Her gün farklı yöntemlerle girişimlerine devam eden dolandırıcıların mesai saati bitimine yakın kendisini aradığını belirten Erol Kes, "İlk arayan kişi, kendisini postanede çalışan biri ve Kes’i tanıdığını söyleyerek adına tebligat geldiğini söyledi. Erol Kes, hangi postaneden aradığını sorduğunda ise Merkez postane diyen dolandırıcılar mesai saatinin bittiğini postaneye gelmek ile vakit kaybetmemesini söyleyerek arabulucu avukatın numarasını verdi. Kes, avukatı aradığında bir firmadan ürün sipariş ettiğini sipariş sırasında ‘Evet’ dediği ve bunun ıslak imza olduğunu söyleyerek, ürünü almadığı gerekçesi ile ‘Gecikme bedeli, Firmayı oyalama’ gibi durumlar nedeniyle icralık olduğunu söyledi. Bin an neler olduğunu anlayamayan Kes, “Saat 16.15 ya da 16.30 gibi bir telefon geldi. Postaneden aradığını belirten bir hanımefendi, ‘Erol ağabey, adına gelen bir ihbarname var’ dedi. İsmen söylüyor, ‘tanışıyor muyuz?’ dedim. ‘Ağabey ben seni tanıyorum. 30 dakika, 45 dakika içinde ihbarnameyi almaya gelmen lazım. Ceza ihbarnamesi’ dedi. ‘Nasıl icralık olur. Bekle ben bir geleyim’ dedim. ‘Gelmene gerek yok. Ben üzerindekini okuyayım istersen. Vakit kazanmış olursun’ dedi. Okumasını istedim ama postane ile iş yerimin arası 10 dakikalık yol” dedi.
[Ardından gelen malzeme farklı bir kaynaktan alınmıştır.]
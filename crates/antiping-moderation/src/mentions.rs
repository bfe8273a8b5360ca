//! Mention counting over HTML message bodies.
//!
//! A mention is an `<a>` start tag whose `href` is a `matrix.to` user
//! permalink (`https://matrix.to/#/@user:server`). Counting stops as soon as
//! the caller's limit is reached, so a message with thousands of pings costs
//! no more than one with `limit`. Character references in attribute values
//! are decoded before the `href` is inspected.

use std::borrow::Cow;

const PERMALINK_HOST: &str = "matrix.to";

/// Count user mentions in `html`, stopping at `limit`.
pub fn count_mentions(html: &str, limit: usize) -> usize {
    let mut count = 0;
    if limit == 0 {
        return count;
    }
    for tag in StartTags::new(html) {
        if !tag.name.eq_ignore_ascii_case("a") {
            continue;
        }
        let mentions_user = tag.attributes.iter().any(|(name, value)| {
            name.eq_ignore_ascii_case("href") && value.is_some_and(|v| is_user_permalink(&decode_char_refs(v)))
        });
        if mentions_user {
            count += 1;
            if count >= limit {
                break;
            }
        }
    }
    count
}

/// Whether `href` is a `matrix.to` permalink to a user.
pub fn is_user_permalink(href: &str) -> bool {
    let Some((location, fragment)) = href.trim().split_once('#') else {
        return false;
    };
    let after_scheme = match location.split_once(':') {
        Some((scheme, rest)) if is_scheme(scheme) => rest,
        _ => location,
    };
    let Some(authority_and_path) = after_scheme.strip_prefix("//") else {
        return false;
    };
    let authority = authority_and_path
        .split(['/', '?'])
        .next()
        .unwrap_or_default();
    authority == PERMALINK_HOST && fragment.starts_with("/@")
}

/// Decode numeric (`&#64;`, `&#x40;`) and basic named (`&amp;`) character
/// references. Unknown references are left as written.
fn decode_char_refs(value: &str) -> Cow<'_, str> {
    if !value.contains('&') {
        return Cow::Borrowed(value);
    }
    let mut decoded = String::with_capacity(value.len());
    let mut rest = value;
    while let Some(amp) = rest.find('&') {
        decoded.push_str(&rest[..amp]);
        let after = &rest[amp + 1..];
        match char_ref(after) {
            Some((ch, consumed)) => {
                decoded.push(ch);
                rest = &after[consumed..];
            }
            None => {
                decoded.push('&');
                rest = after;
            }
        }
    }
    decoded.push_str(rest);
    Cow::Owned(decoded)
}

/// Character and byte length of the reference at the start of `input`,
/// which follows an `&`. The trailing `;` is optional for numeric references.
fn char_ref(input: &str) -> Option<(char, usize)> {
    const NAMED: [(&str, char); 5] = [
        ("amp;", '&'),
        ("lt;", '<'),
        ("gt;", '>'),
        ("quot;", '"'),
        ("apos;", '\''),
    ];

    let Some(numeric) = input.strip_prefix('#') else {
        return NAMED
            .iter()
            .find(|(name, _)| input.starts_with(name))
            .map(|(name, ch)| (*ch, name.len()));
    };
    let (radix, digits) = match numeric.strip_prefix(['x', 'X']) {
        Some(hex) => (16, hex),
        None => (10, numeric),
    };
    let len = digits
        .find(|c: char| !c.is_digit(radix))
        .unwrap_or(digits.len());
    if len == 0 {
        return None;
    }
    let ch = u32::from_str_radix(&digits[..len], radix)
        .ok()
        .and_then(char::from_u32)
        .filter(|c| *c != '\0')
        .unwrap_or(char::REPLACEMENT_CHARACTER);
    let prefix = input.len() - digits.len();
    let terminator = usize::from(digits[len..].starts_with(';'));
    Some((ch, prefix + len + terminator))
}

fn is_scheme(candidate: &str) -> bool {
    let mut chars = candidate.chars();
    chars.next().is_some_and(|c| c.is_ascii_alphabetic())
        && chars.all(|c| c.is_ascii_alphanumeric() || matches!(c, '+' | '-' | '.'))
}

struct StartTag<'a> {
    name: &'a str,
    attributes: Vec<(&'a str, Option<&'a str>)>,
}

/// Lazily yields start tags; comments, end tags and declarations are skipped.
struct StartTags<'a> {
    rest: &'a str,
}

impl<'a> StartTags<'a> {
    fn new(html: &'a str) -> Self {
        Self { rest: html }
    }
}

impl<'a> Iterator for StartTags<'a> {
    type Item = StartTag<'a>;

    fn next(&mut self) -> Option<Self::Item> {
        loop {
            let open = self.rest.find('<')?;
            let rest = &self.rest[open + 1..];
            self.rest = rest;

            if let Some(comment) = rest.strip_prefix("!--") {
                self.rest = comment.find("-->").map_or("", |end| &comment[end + 3..]);
                continue;
            }

            let name_len = rest
                .find(|c: char| !c.is_ascii_alphanumeric())
                .unwrap_or(rest.len());
            if name_len == 0 {
                continue;
            }
            let name = &rest[..name_len];
            self.rest = &rest[name_len..];
            let attributes = self.parse_attributes();
            return Some(StartTag { name, attributes });
        }
    }
}

impl<'a> StartTags<'a> {
    fn parse_attributes(&mut self) -> Vec<(&'a str, Option<&'a str>)> {
        let mut attributes = Vec::new();
        loop {
            self.rest = self.rest.trim_start_matches(|c: char| c.is_whitespace() || c == '/');
            if self.rest.is_empty() {
                return attributes;
            }
            if let Some(after) = self.rest.strip_prefix('>') {
                self.rest = after;
                return attributes;
            }

            let rest = self.rest;
            let name_len = rest
                .find(|c: char| c.is_whitespace() || matches!(c, '=' | '>' | '/'))
                .unwrap_or(rest.len());
            let name = &rest[..name_len];
            self.rest = rest[name_len..].trim_start();

            let value = match self.rest.strip_prefix('=') {
                Some(after_eq) => {
                    self.rest = after_eq.trim_start();
                    Some(self.parse_value())
                }
                None => None,
            };
            attributes.push((name, value));
        }
    }

    fn parse_value(&mut self) -> &'a str {
        let rest = self.rest;
        if let Some(quote) = rest.chars().next().filter(|c| matches!(c, '"' | '\'')) {
            let body = &rest[1..];
            let end = body.find(quote).unwrap_or(body.len());
            self.rest = body.get(end + 1..).unwrap_or("");
            return &body[..end];
        }
        let end = rest
            .find(|c: char| c.is_whitespace() || c == '>')
            .unwrap_or(rest.len());
        self.rest = &rest[end..];
        &rest[..end]
    }
}

#[cfg(test)]
mod tests {
    use super::*;

    fn pill(user: &str) -> String {
        format!(r#"<a href="https://matrix.to/#/{user}">{user}</a>"#)
    }

    #[test]
    fn test_counts_user_pills() {
        let body = format!("{} and {} hi", pill("@a:x.org"), pill("@b:x.org"));
        assert_eq!(count_mentions(&body, 10), 2);
    }

    #[test]
    fn test_stops_at_limit() {
        let body: String = (0..50).map(|i| pill(&format!("@u{i}:x.org"))).collect();
        assert_eq!(count_mentions(&body, 4), 4);
        assert_eq!(count_mentions(&body, 1), 1);
        assert_eq!(count_mentions(&body, 0), 0);
    }

    #[test]
    fn test_ignores_non_user_links() {
        let body = concat!(
            r#"<a href="https://matrix.to/#/!room:x.org">room</a>"#,
            r#"<a href="https://example.org/#/@a:x.org">elsewhere</a>"#,
            r#"<b href="https://matrix.to/#/@a:x.org">bold</b>"#,
            r#"<!-- <a href="https://matrix.to/#/@hidden:x.org"> -->"#,
            r"<a name=anchor>plain</a>",
        );
        assert_eq!(count_mentions(body, 10), 0);
    }

    #[test]
    fn test_attribute_forms() {
        let body = concat!(
            r"<A class=pill HREF='https://matrix.to/#/@a:x.org'>a</A>",
            r"<a href=https://matrix.to/#/@b:x.org>b</a>",
            r#"<a title="x" href="https://matrix.to/#/@c:x.org" href="https://matrix.to/#/@d:x.org">c</a>"#,
        );
        assert_eq!(count_mentions(body, 10), 3);
    }

    #[test]
    fn test_character_references_in_href() {
        let body = concat!(
            r#"<a href="https://matrix.to/#/&#64;a:x.org">a</a>"#,
            r#"<a href="https://matrix.to/#/&#x40;b:x.org">b</a>"#,
            r#"<a href="https&#58;//matrix.to/#/@c:x.org">c</a>"#,
            r#"<a href="https://matrix.to/#/&commat;d:x.org">d</a>"#,
        );
        assert_eq!(count_mentions(body, 10), 3);
    }

    #[test]
    fn test_decode_char_refs() {
        assert_eq!(decode_char_refs("plain"), "plain");
        assert_eq!(decode_char_refs("a&amp;b&lt;&gt;&quot;&apos;"), "a&b<>\"'");
        assert_eq!(decode_char_refs("&#64x&#X41;"), "@xA");
        assert_eq!(decode_char_refs("&unknown; & &#;"), "&unknown; & &#;");
        assert_eq!(decode_char_refs("&#1114112;"), "\u{fffd}");
    }

    #[test]
    fn test_permalink_detection() {
        assert!(is_user_permalink("https://matrix.to/#/@a:x.org"));
        assert!(is_user_permalink("//matrix.to/#/@a:x.org"));
        assert!(!is_user_permalink("https://matrix.to/#/#room:x.org"));
        assert!(!is_user_permalink("https://matrix.to:443/#/@a:x.org"));
        assert!(!is_user_permalink("matrix.to/#/@a:x.org"));
        assert!(!is_user_permalink("https://matrix.to/"));
    }
}
//! Millisecond timestamps and clock providers.
//!
//! Expiry decisions take the current time from a `PhysicalClock` rather than
//! reading the system clock directly. Production code uses `SystemClock`;
//! tests use `ManualClock` and advance it explicitly.

use serde::{Deserialize, Serialize};
use std::fmt;
use std::sync::atomic::{AtomicU64, Ordering};
use std::sync::Arc;
use std::time::{Duration, SystemTime, UNIX_EPOCH};

/// Wall-clock instant in milliseconds since the Unix epoch.
#[derive(
    Debug, Clone, Copy, Default, PartialEq, Eq, PartialOrd, Ord, Hash, Serialize, Deserialize,
)]
pub struct Timestamp {
    /// Milliseconds since the Unix epoch
    pub ts_ms: u64,
}

impl Timestamp {
    /// Create a timestamp from milliseconds since the epoch.
    pub const fn from_millis(ts_ms: u64) -> Self {
        Self { ts_ms }
    }

    /// Timestamp `duration` later, saturating at `u64::MAX`.
    pub fn saturating_add(self, duration: Duration) -> Self {
        let delta = u64::try_from(duration.as_millis()).unwrap_or(u64::MAX);
        Self {
            ts_ms: self.ts_ms.saturating_add(delta),
        }
    }
}

impl std::ops::Add<Duration> for Timestamp {
    type Output = Timestamp;

    fn add(self, rhs: Duration) -> Self::Output {
        self.saturating_add(rhs)
    }
}

impl fmt::Display for Timestamp {
    fn fmt(&self, f: &mut fmt::Formatter<'_>) -> fmt::Result {
        write!(f, "{}ms", self.ts_ms)
    }
}

/// Source of the current wall-clock time.
pub trait PhysicalClock: Send + Sync {
    /// Current time.
    fn now(&self) -> Timestamp;
}

impl<T: PhysicalClock + ?Sized> PhysicalClock for Arc<T> {
    fn now(&self) -> Timestamp {
        (**self).now()
    }
}

/// Clock backed by `SystemTime`.
#[derive(Debug, Clone, Copy, Default)]
pub struct SystemClock;

impl PhysicalClock for SystemClock {
    fn now(&self) -> Timestamp {
        let elapsed = SystemTime::now()
            .duration_since(UNIX_EPOCH)
            .unwrap_or(Duration::ZERO);
        Timestamp::from_millis(u64::try_from(elapsed.as_millis()).unwrap_or(u64::MAX))
    }
}

/// Manually driven clock; clones share the same time.
#[derive(Debug, Clone, Default)]
pub struct ManualClock {
    ts_ms: Arc<AtomicU64>,
}

impl ManualClock {
    /// Create a clock reading `start`.
    pub fn new(start: Timestamp) -> Self {
        Self {
            ts_ms: Arc::new(AtomicU64::new(start.ts_ms)),
        }
    }

    /// Move the clock forward.
    pub fn advance(&self, by: Duration) {
        let delta = u64::try_from(by.as_millis()).unwrap_or(u64::MAX);
        self.ts_ms
            .fetch_update(Ordering::SeqCst, Ordering::SeqCst, |ts| {
                Some(ts.saturating_add(delta))
            })
            .ok();
    }

    /// Move the clock forward to `to`; earlier times leave it unchanged.
    pub fn advance_to(&self, to: Timestamp) {
        self.ts_ms.fetch_max(to.ts_ms, Ordering::SeqCst);
    }

    /// Jump to an absolute time.
    pub fn set(&self, to: Timestamp) {
        self.ts_ms.store(to.ts_ms, Ordering::SeqCst);
    }
}

impl PhysicalClock for ManualClock {
    fn now(&self) -> Timestamp {
        Timestamp::from_millis(self.ts_ms.load(Ordering::SeqCst))
    }
}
“Ben o sırada avukatımı aradım”
O esnada avukatını araması ile dolandırıcıların tuzağına düşmekten kurtulan Kes, “36 bin TL bir borç çıkardı. Sonra avukatımızı aradık. Ve o an iyi ki avukatı aradık. O da, ‘Ağabey, tebligatı al, yoksa zaten muhtara verilmesi gerekir. Tebligat neden tekrar postaneye gidiyor’ dedi. Tekrar aradığımda kendisinin arabulucu olduğunu parayı bugün içinde yatırılması halinde yarıya düşeceğini söyledi. Avukat parası ile 20 bin TL olacağını ama savcılığı arayarak fiyatı düşürmeye çalışacağını söyledi. Çok kısa süreye sıkıştırıyorlar. 15-20 dakika içinde postaneye mi gidelim, evrakımı alalım. Parayla mı uğraşalım. 2 dakika sonra tekrar aradı. ‘Ben savcılık ile görüştüm. Bugün içinde Savcılık kalemi parayı emanet alacak. Pazartesi gününe yetişmesi lazım, Cuma günü ama bakın mesai bitiyor. Bankamatiğe gidin, oradan parayı yatırırsınız’ dedi” ifadelerini kullandı.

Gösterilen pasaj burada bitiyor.